─── Data

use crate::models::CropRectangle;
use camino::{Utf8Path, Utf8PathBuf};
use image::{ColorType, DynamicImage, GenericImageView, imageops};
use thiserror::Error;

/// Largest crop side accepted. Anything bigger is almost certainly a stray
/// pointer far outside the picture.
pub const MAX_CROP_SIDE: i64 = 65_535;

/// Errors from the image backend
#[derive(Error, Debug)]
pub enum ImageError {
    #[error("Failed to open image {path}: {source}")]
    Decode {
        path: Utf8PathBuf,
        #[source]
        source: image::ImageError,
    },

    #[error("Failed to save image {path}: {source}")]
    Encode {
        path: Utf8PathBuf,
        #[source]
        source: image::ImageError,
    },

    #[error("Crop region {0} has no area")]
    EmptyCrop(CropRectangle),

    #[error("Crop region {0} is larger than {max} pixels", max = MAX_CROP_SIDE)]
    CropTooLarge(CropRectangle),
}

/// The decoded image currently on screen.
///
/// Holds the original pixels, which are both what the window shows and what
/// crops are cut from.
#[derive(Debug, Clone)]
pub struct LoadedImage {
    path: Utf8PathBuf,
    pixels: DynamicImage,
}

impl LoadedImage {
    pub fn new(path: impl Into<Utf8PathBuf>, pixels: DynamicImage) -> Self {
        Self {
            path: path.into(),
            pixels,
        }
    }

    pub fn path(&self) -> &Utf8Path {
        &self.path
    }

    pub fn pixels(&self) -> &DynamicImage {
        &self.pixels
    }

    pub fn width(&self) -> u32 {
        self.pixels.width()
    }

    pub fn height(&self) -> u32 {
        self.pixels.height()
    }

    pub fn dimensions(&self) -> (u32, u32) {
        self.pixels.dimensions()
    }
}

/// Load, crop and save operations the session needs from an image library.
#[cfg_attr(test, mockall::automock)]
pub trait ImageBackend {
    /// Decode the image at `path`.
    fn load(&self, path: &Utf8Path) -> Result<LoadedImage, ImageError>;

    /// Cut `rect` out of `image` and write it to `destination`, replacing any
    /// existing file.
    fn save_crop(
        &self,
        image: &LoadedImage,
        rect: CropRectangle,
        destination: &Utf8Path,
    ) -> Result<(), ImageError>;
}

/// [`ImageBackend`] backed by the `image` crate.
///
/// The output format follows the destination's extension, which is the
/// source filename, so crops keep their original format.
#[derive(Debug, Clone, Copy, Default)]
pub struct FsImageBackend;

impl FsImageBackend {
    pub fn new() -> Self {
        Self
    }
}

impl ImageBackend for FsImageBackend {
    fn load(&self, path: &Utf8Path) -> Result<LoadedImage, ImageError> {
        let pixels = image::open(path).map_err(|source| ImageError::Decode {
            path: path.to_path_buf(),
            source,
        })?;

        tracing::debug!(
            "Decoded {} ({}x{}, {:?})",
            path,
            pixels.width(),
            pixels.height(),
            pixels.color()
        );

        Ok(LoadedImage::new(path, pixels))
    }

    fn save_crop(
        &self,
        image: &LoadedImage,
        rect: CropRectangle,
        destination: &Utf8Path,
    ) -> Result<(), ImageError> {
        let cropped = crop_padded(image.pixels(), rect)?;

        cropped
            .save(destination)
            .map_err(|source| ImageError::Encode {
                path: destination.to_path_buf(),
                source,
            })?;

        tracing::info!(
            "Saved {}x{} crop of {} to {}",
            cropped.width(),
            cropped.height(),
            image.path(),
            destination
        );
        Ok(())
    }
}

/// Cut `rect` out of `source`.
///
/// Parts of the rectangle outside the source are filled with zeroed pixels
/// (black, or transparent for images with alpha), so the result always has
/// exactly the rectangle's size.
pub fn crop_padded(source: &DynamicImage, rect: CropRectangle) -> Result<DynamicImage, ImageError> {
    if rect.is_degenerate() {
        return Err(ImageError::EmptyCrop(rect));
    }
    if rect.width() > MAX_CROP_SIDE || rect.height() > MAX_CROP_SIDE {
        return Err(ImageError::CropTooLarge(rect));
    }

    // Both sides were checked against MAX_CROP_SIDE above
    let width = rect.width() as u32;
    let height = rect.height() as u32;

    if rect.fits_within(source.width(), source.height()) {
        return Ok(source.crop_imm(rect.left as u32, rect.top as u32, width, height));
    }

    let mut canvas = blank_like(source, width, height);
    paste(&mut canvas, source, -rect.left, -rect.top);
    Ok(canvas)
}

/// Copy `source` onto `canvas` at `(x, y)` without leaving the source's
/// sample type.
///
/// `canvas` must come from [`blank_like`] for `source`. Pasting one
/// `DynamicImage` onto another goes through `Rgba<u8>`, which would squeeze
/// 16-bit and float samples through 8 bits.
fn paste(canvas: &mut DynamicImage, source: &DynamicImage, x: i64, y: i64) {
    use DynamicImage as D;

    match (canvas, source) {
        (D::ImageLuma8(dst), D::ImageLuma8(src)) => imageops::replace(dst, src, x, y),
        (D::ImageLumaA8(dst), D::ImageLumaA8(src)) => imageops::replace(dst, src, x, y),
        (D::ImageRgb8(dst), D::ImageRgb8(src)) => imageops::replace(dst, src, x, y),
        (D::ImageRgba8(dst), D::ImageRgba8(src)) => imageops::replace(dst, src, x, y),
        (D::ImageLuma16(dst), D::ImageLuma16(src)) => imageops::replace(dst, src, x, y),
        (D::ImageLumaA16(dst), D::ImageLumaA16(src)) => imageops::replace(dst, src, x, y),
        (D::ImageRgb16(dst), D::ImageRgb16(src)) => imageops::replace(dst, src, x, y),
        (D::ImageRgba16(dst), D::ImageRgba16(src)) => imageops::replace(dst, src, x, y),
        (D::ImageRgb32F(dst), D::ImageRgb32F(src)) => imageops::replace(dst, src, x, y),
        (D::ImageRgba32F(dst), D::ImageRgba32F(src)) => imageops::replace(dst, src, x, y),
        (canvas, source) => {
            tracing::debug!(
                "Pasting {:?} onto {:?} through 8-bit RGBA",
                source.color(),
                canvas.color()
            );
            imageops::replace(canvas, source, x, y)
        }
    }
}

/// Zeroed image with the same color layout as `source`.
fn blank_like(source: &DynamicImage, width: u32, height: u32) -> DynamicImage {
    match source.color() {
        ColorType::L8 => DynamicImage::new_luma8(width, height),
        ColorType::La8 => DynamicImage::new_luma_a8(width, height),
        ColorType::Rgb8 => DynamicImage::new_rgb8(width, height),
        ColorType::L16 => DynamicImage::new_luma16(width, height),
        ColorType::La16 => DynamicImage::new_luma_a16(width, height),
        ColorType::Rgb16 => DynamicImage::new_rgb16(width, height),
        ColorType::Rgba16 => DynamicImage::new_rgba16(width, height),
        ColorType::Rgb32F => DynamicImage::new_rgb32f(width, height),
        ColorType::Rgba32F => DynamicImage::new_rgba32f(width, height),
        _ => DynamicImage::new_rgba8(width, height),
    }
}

──────

> [Work task]: The answer should consist of every record above, copied exactly.

> [Response]:
use crate::models::CropRectangle;
use camino::{Utf8Path, Utf8PathBuf};
use image::{ColorType, DynamicImage, GenericImageView, imageops};
use thiserror::Error;

/// Largest crop side accepted. Anything bigger is almost certainly a stray
/// pointer far outside the picture.
pub const MAX_CROP_SIDE: i64 = 65_535;

/// Errors from the image backend
#[derive(Error, Debug)]
pub enum ImageError {
    #[error("Failed to open image {path}: {source}")]
    Decode {
        path: Utf8PathBuf,
        #[source]
        source: image::ImageError,
    },

    #[error("Failed to save image {path}: {source}")]
    Encode {
        path: Utf8PathBuf,
        #[source]
        source: image::ImageError,
    },

    #[error("Crop region {0} has no area")]
    EmptyCrop(CropRectangle),

    #[error("Crop region {0} is larger than {max} pixels", max = MAX_CROP_SIDE)]
    CropTooLarge(CropRectangle),
}

/// The decoded image currently on screen.
///
/// Holds the original pixels, which are both what the window shows and what
/// crops are cut from.
#[derive(Debug, Clone)]
pub struct LoadedImage {
    path: Utf8PathBuf,
    pixels: DynamicImage,
}

impl LoadedImage {
    pub fn new(path: impl Into<Utf8PathBuf>, pixels: DynamicImage) -> Self {
        Self {
            path: path.into(),
            pixels,
        }
    }

    pub fn path(&self) -> &Utf8Path {
        &self.path
    }

    pub fn pixels(&self) -> &DynamicImage {
        &self.pixels
    }

    pub fn width(&self) -> u32 {
        self.pixels.width()
    }

    pub fn height(&self) -> u32 {
        self.pixels.height()
    }

    pub fn dimensions(&self) -> (u32, u32) {
        self.pixels.dimensions()
    }
}

/// Load, crop and save operations the session needs from an image library.
#[cfg_attr(test, mockall::automock)]
pub trait ImageBackend {
    /// Decode the image at `path`.
    fn load(&self, path: &Utf8Path) -> Result<LoadedImage, ImageError>;

    /// Cut `rect` out of `image` and write it to `destination`, replacing any
    /// existing file.
    fn save_crop(
        &self,
        image: &LoadedImage,
        rect: CropRectangle,
        destination: &Utf8Path,
    ) -> Result<(), ImageError>;
}

/// [`ImageBackend`] backed by the `image` crate.
///
/// The output format follows the destination's extension, which is the
/// source filename, so crops keep their original format.
#[derive(Debug, Clone, Copy, Default)]
pub struct FsImageBackend;

impl FsImageBackend {
    pub fn new() -> Self {
        Self
    }
}

impl ImageBackend for FsImageBackend {
    fn load(&self, path: &Utf8Path) -> Result<LoadedImage, ImageError> {
        let pixels = image::open(path).map_err(|source| ImageError::Decode {
            path: path.to_path_buf(),
            source,
        })?;

        tracing::debug!(
            "Decoded {} ({}x{}, {:?})",
            path,
            pixels.width(),
            pixels.height(),
            pixels.color()
        );

        Ok(LoadedImage::new(path, pixels))
    }

    fn save_crop(
        &self,
        image: &LoadedImage,
        rect: CropRectangle,
        destination: &Utf8Path,
    ) -> Result<(), ImageError> {
        let cropped = crop_padded(image.pixels(), rect)?;

        cropped
            .save(destination)
            .map_err(|source| ImageError::Encode {
                path: destination.to_path_buf(),
                source,
            })?;

        tracing::info!(
            "Saved {}x{} crop of {} to {}",
            cropped.width(),
            cropped.height(),
            image.path(),
            destination
        );
        Ok(())
    }
}

/// Cut `rect` out of `source`.
///
/// Parts of the rectangle outside the source are filled with zeroed pixels
/// (black, or transparent for images with alpha), so the result always has
/// exactly the rectangle's size.
pub fn crop_padded(source: &DynamicImage, rect: CropRectangle) -> Result<DynamicImage, ImageError> {
    if rect.is_degenerate() {
        return Err(ImageError::EmptyCrop(rect));
    }
    if rect.width() > MAX_CROP_SIDE || rect.height() > MAX_CROP_SIDE {
        return Err(ImageError::CropTooLarge(rect));
    }

    // Both sides were checked against MAX_CROP_SIDE above
    let width = rect.width() as u32;
    let height = rect.height() as u32;

    if rect.fits_within(source.width(), source.height()) {
        return Ok(source.crop_imm(rect.left as u32, rect.top as u32, width, height));
    }

    let mut canvas = blank_like(source, width, height);
    paste(&mut canvas, source, -rect.left, -rect.top);
    Ok(canvas)
}

/// Copy `source` onto `canvas` at `(x, y)` without leaving the source's
/// sample type.
///
/// `canvas` must come from [`blank_like`] for `source`. Pasting one
/// `DynamicImage` onto another goes through `Rgba<u8>`, which would squeeze
/// 16-bit and float samples through 8 bits.
fn paste(canvas: &mut DynamicImage, source: &DynamicImage, x: i64, y: i64) {
    use DynamicImage as D;

    match (canvas, source) {
        (D::ImageLuma8(dst), D::ImageLuma8(src)) => imageops::replace(dst, src, x, y),
        (D::ImageLumaA8(dst), D::ImageLumaA8(src)) => imageops::replace(dst, src, x, y),
        (D::ImageRgb8(dst), D::ImageRgb8(src)) => imageops::replace(dst, src, x, y),
        (D::ImageRgba8(dst), D::ImageRgba8(src)) => imageops::replace(dst, src, x, y),
        (D::ImageLuma16(dst), D::ImageLuma16(src)) => imageops::replace(dst, src, x, y),
        (D::ImageLumaA16(dst), D::ImageLumaA16(src)) => imageops::replace(dst, src, x, y),
        (D::ImageRgb16(dst), D::ImageRgb16(src)) => imageops::replace(dst, src, x, y),
        (D::ImageRgba16(dst), D::ImageRgba16(src)) => imageops::replace(dst, src, x, y),
        (D::ImageRgb32F(dst), D::ImageRgb32F(src)) => imageops::replace(dst, src, x, y),
        (D::ImageRgba32F(dst), D::ImageRgba32F(src)) => imageops::replace(dst, src, x, y),
        (canvas, source) => {
            tracing::debug!(
                "Pasting {:?} onto {:?} through 8-bit RGBA",
                source.color(),
                canvas.color()
            );
            imageops::replace(canvas, source, x, y)
        }
    }
}

/// Zeroed image with the same color layout as `source`.
fn blank_like(source: &DynamicImage, width: u32, height: u32) -> DynamicImage {
    match source.color() {
        ColorType::L8 => DynamicImage::new_luma8(width, height),
        ColorType::La8 => DynamicImage::new_luma_a8(width, height),
        ColorType::Rgb8 => DynamicImage::new_rgb8(width, height),
        ColorType::L16 => DynamicImage::new_luma16(width, height),
        ColorType::La16 => DynamicImage::new_luma_a16(width, height),
        ColorType::Rgb16 => DynamicImage::new_rgb16(width, height),
        ColorType::Rgba16 => DynamicImage::new_rgba16(width, height),
        ColorType::Rgb32F => DynamicImage::new_rgb32f(width, height),
        ColorType::Rgba32F => DynamicImage::new_rgba32f(width, height),
        _ => DynamicImage::new_rgba8(width, height),
    }
}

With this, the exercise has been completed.